* _The problem_
Could you write out the lines below exactly, beginning with the first and finishing with the one that contains "Err(e) if e.kind()"?

* _The records_
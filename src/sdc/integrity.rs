//! Data region checksum
//!
//! The key file carries the CRC32 of every byte after the header. The
//! region is streamed through a small fixed buffer; the container is never
//! held in memory.

use std::io::{Read, Seek, SeekFrom};

use crc32fast::Hasher as Crc32Hasher;
use tracing::{debug, instrument};

use super::types::{ChecksumReport, CRC_BUFFER_SIZE};
use crate::error::{SdcError, SdcResult};

/// CRC32 of everything from `data_offset` to end of stream
pub fn data_region_crc<R: Read + Seek>(reader: &mut R, data_offset: u64) -> SdcResult<u32> {
    reader
        .seek(SeekFrom::Start(data_offset))
        .map_err(|e| SdcError::io(format!("seeking to data region at {data_offset}"), e))?;

    let mut hasher = Crc32Hasher::new();
    let mut buffer = [0u8; CRC_BUFFER_SIZE];
    let mut total: u64 = 0;
    loop {
        let bytes_read = match reader.read(&mut buffer) {
            Ok(0) => break,
            Ok(n) => n,
            Err(e) if e.kind() == std::io::ErrorKind::Interrupted => continue,
            Err(e) => return Err(SdcError::io("reading data region for CRC32", e)),
        };
        hasher.update(&buffer[..bytes_read]);
        total += bytes_read as u64;
    }

    let crc = hasher.finalize();
    debug!(bytes = total, crc = format!("0x{crc:08X}"), "Data region CRC32 computed");
    Ok(crc)
}

/// Compute the data region CRC32 and compare it with the key file's value
#[instrument(skip(reader))]
pub fn verify_checksum<R: Read + Seek>(
    reader: &mut R,
    data_offset: u64,
    expected: u32,
) -> SdcResult<ChecksumReport> {
    let computed = data_region_crc(reader, data_offset)?;
    Ok(ChecksumReport {
        expected,
        computed,
        matches: computed == expected,
    })
}
//! SDC (encrypted download container) unpacker
//!
//! An SDC file carries a set of compressed files behind two keyed layers,
//! with its secrets in a companion `.key` file.
//!
//! ## SDC Format Structure
//!
//! ```text
//! ┌──────────────────────────────────────────────────────────────┐
//! │ Header Size (u32 LE)                                         │
//! │  - values below 0xFF are an older, unsupported signature     │
//! ├──────────────────────────────────────────────────────────────┤
//! │ Header Body (header_size bytes, header layer encrypted)      │
//! │  - Signature (u32): 4 = large, anything else = standard      │
//! │  - Entry Count (u32)                                         │
//! │  - Entries (36 bytes standard, 44 bytes large)               │
//! │  - Name Table Length (u32)                                   │
//! │  - Name Table (name layer encrypted, NUL-terminated names)   │
//! ├──────────────────────────────────────────────────────────────┤
//! │ Data Region                                                  │
//! │  - entry payloads back to back (raw deflate / zlib)          │
//! │  - decompressed bytes XORed with the key file's mask         │
//! └──────────────────────────────────────────────────────────────┘
//! ```
//!
//! The key file holds the data region's CRC32, the 32-byte name key and
//! the content mask.
//!
//! ## Usage
//!
//! ```rust,ignore
//! // List entries without writing anything
//! let info = sdc::inspect(Path::new("/dl/office.sdc"), None)?;
//!
//! // Unpack next to the container, keys from /dl/office.sdc.key
//! let report = sdc::unpack(Path::new("/dl/office.sdc"), &UnpackOptions::default())?;
//! ```

pub mod cipher;
pub mod engine;
pub mod header;
pub mod integrity;
mod keyfile;
mod operations;
pub mod paths;
mod policy;
mod types;
mod utils;

#[cfg(test)]
pub(crate) mod test_support;

// Re-export public types
pub use policy::{Policy, Severity};
pub use types::{
    ChecksumReport, ContainerInfo, Entry, EntryInfo, EntryName, EntryReport, EntrySpan, EntryStatus,
    KeyMaterial, Progress, Signature, StructureReport, UnpackReport, PROGRESS_STEPS,
};

// Re-export public functions
pub use operations::{inspect, load_key, unpack, unpack_with_progress, UnpackOptions};
pub use utils::{default_key_path, filetime_to_unix, format_filetime};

* _Answer space_
filename src/sdc/integrity.rs
//! Data region checksum
//!
//! The key file carries the CRC32 of every byte after the header. The
//! region is streamed through a small fixed buffer; the container is never
//! held in memory.

use std::io::{Read, Seek, SeekFrom};

use crc32fast::Hasher as Crc32Hasher;
use tracing::{debug, instrument};

use super::types::{ChecksumReport, CRC_BUFFER_SIZE};
use crate::error::{SdcError, SdcResult};

/// CRC32 of everything from `data_offset` to end of stream
pub fn data_region_crc<R: Read + Seek>(reader: &mut R, data_offset: u64) -> SdcResult<u32> {
    reader
        .seek(SeekFrom::Start(data_offset))
        .map_err(|e| SdcError::io(format!("seeking to data region at {data_offset}"), e))?;

    let mut hasher = Crc32Hasher::new();
    let mut buffer = [0u8; CRC_BUFFER_SIZE];
    let mut total: u64 = 0;
    loop {
        let bytes_read = match reader.read(&mut buffer) {
            Ok(0) => break,
            Ok(n) => n,
            Err(e) if e.kind() == std::io::ErrorKind::Interrupted => continue,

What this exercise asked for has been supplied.